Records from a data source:
━━━

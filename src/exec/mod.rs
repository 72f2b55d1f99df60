use anyhow::{anyhow, Context, Result};
use fs_err as fs;
use std::path::{Path, PathBuf};
use std::process::{Command, Stdio};
use std::time::Instant;

use crate::errors::ReaperNlpError;

/// Names every generated script can rely on.
pub const PYTHON_PREAMBLE: &str = "import os\nimport reapy\nfrom reapy import reascript_api as RPR\n";

#[derive(Debug, Clone)]
pub struct ScriptOutput {
    pub status: i32,
    pub stdout: String,
    pub stderr: String,
    pub duration_ms: u128,
}

/// Runs generated code with the automation binding in scope.
///
/// There is no sandbox and no rollback: whatever the script does to the live
/// project stays done, and a failing script is an error for the caller.
pub trait ScriptRunner {
    fn run(&self, code: &str) -> Result<ScriptOutput>;
}

#[derive(Debug, Clone)]
pub struct PythonRunner {
    interpreter: PathBuf,
    preamble: String,
}

impl PythonRunner {
    pub fn new(interpreter: PathBuf) -> Self {
        Self::with_preamble(interpreter, PYTHON_PREAMBLE)
    }

    /// Like [`PythonRunner::new`] but prefixing scripts with `preamble` instead of the reapy imports.
    pub fn with_preamble(interpreter: PathBuf, preamble: impl Into<String>) -> Self {
        Self { interpreter, preamble: preamble.into() }
    }

    /// Resolve a bare interpreter name (`python3`) through `PATH`.
    pub fn locate(name: &str) -> Result<Self> {
        let candidate = Path::new(name);
        let interpreter = if candidate.is_absolute() {
            candidate.to_path_buf()
        } else {
            which::which(name).with_context(|| format!("python interpreter `{}` not found on PATH", name))?
        };
        Ok(Self::new(interpreter))
    }

    pub fn interpreter(&self) -> &Path {
        &self.interpreter
    }
}

impl ScriptRunner for PythonRunner {
    fn run(&self, code: &str) -> Result<ScriptOutput> {
        let script = tempfile::Builder::new()
            .prefix("reaper_nlp_")
            .suffix(".py")
            .tempfile()?;
        fs::write(script.path(), format!("{}\n{code}\n", self.preamble))?;

        log::debug!("running {} {}", self.interpreter.display(), script.path().display());
        let started = Instant::now();
        let out = Command::new(&self.interpreter)
            .arg(script.path())
            .stdin(Stdio::null())
            .stdout(Stdio::piped())
            .stderr(Stdio::piped())
            .output()
            .with_context(|| format!("failed to spawn {}", self.interpreter.display()))?;

        let res = ScriptOutput {
            status: out.status.code().ok_or_else(|| anyhow!("python terminated by signal"))?,
            stdout: String::from_utf8_lossy(&out.stdout).to_string(),
            stderr: String::from_utf8_lossy(&out.stderr).to_string(),
            duration_ms: started.elapsed().as_millis(),
        };

        if res.status != 0 {
            return Err(ReaperNlpError::ScriptFailed { status: res.status, stderr: res.stderr }.into());
        }
        Ok(res)
    }
}

#[cfg(test)]
mod tests {
    use super::*;

    // Skipped unless a python that can import the preamble is installed.
    fn runner_with_reapy() -> Option<PythonRunner> {
        let runner = PythonRunner::locate("python3").ok()?;
        let ok = Command::new(runner.interpreter())
            .args(["-c", PYTHON_PREAMBLE])
            .stdout(Stdio::null())
            .stderr(Stdio::null())
            .status()
            .ok()?
            .success();
        ok.then_some(runner)
    }

    #[test]
    fn locate_keeps_absolute_paths() {
        let r = PythonRunner::locate("/opt/python/bin/python3").unwrap();
        assert_eq!(r.interpreter(), Path::new("/opt/python/bin/python3"));
    }

    #[test]
    fn locate_fails_for_unknown_interpreter() {
        assert!(PythonRunner::locate("definitely-not-a-python-binary").is_err());
    }

    fn tool(name: &str, preamble: &str) -> PythonRunner {
        let path = which::which(name).unwrap();
        PythonRunner::with_preamble(path, preamble)
    }

    #[test]
    fn script_file_holds_preamble_then_code() {
        // `cat` echoes the temp script back, exposing exactly what was written.
        let out = tool("cat", PYTHON_PREAMBLE).run("RPR.Main_OnCommand(40001, 0)").unwrap();
        assert_eq!(out.status, 0);
        assert!(out.stdout.starts_with(PYTHON_PREAMBLE));
        assert!(out.stdout.ends_with("\nRPR.Main_OnCommand(40001, 0)\n"));
    }

    #[test]
    fn failing_script_reports_status_and_stderr() {
        let err = tool("sh", "").run("echo boom >&2\nexit 3").unwrap_err();
        match err.downcast_ref::<ReaperNlpError>() {
            Some(ReaperNlpError::ScriptFailed { status, stderr }) => {
                assert_eq!(*status, 3);
                assert_eq!(stderr.trim(), "boom");
            }
            other => panic!("unexpected error: {other:?}"),
        }
    }

    #[test]
    fn successful_script_output_is_captured() {
        let out = tool("sh", "").run("echo hi").unwrap();
        assert_eq!(out.stdout.trim(), "hi");
        assert!(out.stderr.is_empty());
    }

    #[test]
    fn new_uses_reapy_preamble() {
        let r = PythonRunner::new(PathBuf::from("/usr/bin/python3"));
        assert_eq!(r.preamble, PYTHON_PREAMBLE);
    }

    #[test]
    fn non_zero_exit_is_script_failure() {
        let Some(runner) = runner_with_reapy() else { return };
        let err = runner.run("raise SystemExit(3)").unwrap_err();
        match err.downcast_ref::<ReaperNlpError>() {
            Some(ReaperNlpError::ScriptFailed { status, .. }) => assert_eq!(*status, 3),
            other => panic!("unexpected error: {other:?}"),
        }
    }

    #[test]
    fn stdout_is_captured() {
        let Some(runner) = runner_with_reapy() else { return };
        let out = runner.run("print('hi')").unwrap();
        assert_eq!(out.stdout.trim(), "hi");
    }
}
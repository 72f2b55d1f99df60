//! Natural-language editing of REAPER projects.
//!
//! An instruction and the project's `.RPP` text are folded into a few-shot
//! prompt, the model's answer is run as a reapy script against the live
//! project, and the project is then rendered to an audio file.

pub mod artifacts;
pub mod cli;
pub mod config;
pub mod errors;
pub mod exec;
pub mod extract;
pub mod library;
pub mod pipeline;
pub mod prompt;
pub mod provider;
pub mod reaper;
pub mod render;
pub mod template;
pub mod ux;

pub use pipeline::{nl_reaper_command, CommandOptions};
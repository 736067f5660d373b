//! Default expressions and the scope they are evaluated in.
//!
//! A default is a thunk: it runs only when its slot's value is unset, once
//! per evaluation, and sees exactly the bindings emitted before it.

use std::collections::HashSet;
use std::fmt;
use std::sync::Arc;

use log::trace;

use super::bindings::{Bindings, Environment};
use crate::error::DefaultError;
use crate::value::Value;

type Thunk = dyn Fn(&DefaultScope<'_>) -> Result<Value, DefaultError> + Send + Sync;

/// A caller-supplied default, shared cheaply between pattern clones.
#[derive(Clone)]
pub struct DefaultExpr {
    label: Arc<str>,
    thunk: Arc<Thunk>,
}

impl DefaultExpr {
    pub fn new<F>(f: F) -> Self
    where
        F: Fn(&DefaultScope<'_>) -> Result<Value, DefaultError> + Send + Sync + 'static,
    {
        DefaultExpr {
            label: Arc::from("<fn>"),
            thunk: Arc::new(f),
        }
    }

    /// A constant; each invocation yields a fresh clone.
    pub fn value(value: impl Into<Value>) -> Self {
        let value = value.into();
        let label = value.to_string();
        DefaultExpr::new(move |_| Ok(value.clone())).labeled(label)
    }

    /// Read another name, e.g. `[a, b = a]`.
    pub fn name(name: impl Into<String>) -> Self {
        let name = name.into();
        let label = name.clone();
        DefaultExpr::new(move |scope| scope.lookup(&name)).labeled(label)
    }

    pub fn empty_mapping() -> Self {
        DefaultExpr::value(Value::empty_map())
    }

    pub fn empty_sequence() -> Self {
        DefaultExpr::value(Value::empty_seq())
    }

    /// Text shown for this default in `Debug` output.
    pub fn labeled(mut self, label: impl Into<String>) -> Self {
        self.label = Arc::from(label.into());
        self
    }

    pub fn label(&self) -> &str {
        &self.label
    }
}

impl fmt::Debug for DefaultExpr {
    fn fmt(&self, f: &mut fmt::Formatter<'_>) -> fmt::Result {
        write!(f, "DefaultExpr({})", self.label)
    }
}

// ── Scope ─────────────────────────────────────────────────────────────────────

/// What a default expression may read.
pub struct DefaultScope<'a> {
    produced: &'a Bindings,
    declared: &'a HashSet<&'a str>,
    prior: &'a dyn Environment,
}

impl<'a> DefaultScope<'a> {
    pub(crate) fn new(
        produced: &'a Bindings,
        declared: &'a HashSet<&'a str>,
        prior: &'a dyn Environment,
    ) -> Self {
        DefaultScope {
            produced,
            declared,
            prior,
        }
    }

    /// Resolve `name`: bindings emitted so far, then the enclosing environment.
    ///
    /// A name the pattern binds but has not reached yet is a forward
    /// reference even when the enclosing environment also defines it.
    pub fn lookup(&self, name: &str) -> Result<Value, DefaultError> {
        if let Some(v) = self.produced.get(name) {
            return Ok(v.clone());
        }
        if self.declared.contains(name) {
            return Err(DefaultError::ForwardReference(name.to_owned()));
        }
        self.prior
            .lookup(name)
            .ok_or_else(|| DefaultError::Unbound(name.to_owned()))
    }

    /// Bindings emitted earlier in this evaluation.
    pub fn produced(&self) -> &Bindings {
        self.produced
    }
}

/// Run `expr` once against `scope`.
pub fn evaluate_default(expr: &DefaultExpr, scope: &DefaultScope<'_>) -> Result<Value, DefaultError> {
    trace!("evaluating default {}", expr.label);
    (expr.thunk)(scope)
}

━━━

**EXERCISE DESCRIPTION:**
Look for the word "this" in the data, then return every line that contains it.

**EXERCISE OUTPUT:**
    /// Text shown for this default in `Debug` output.
    /// Bindings emitted earlier in this evaluation.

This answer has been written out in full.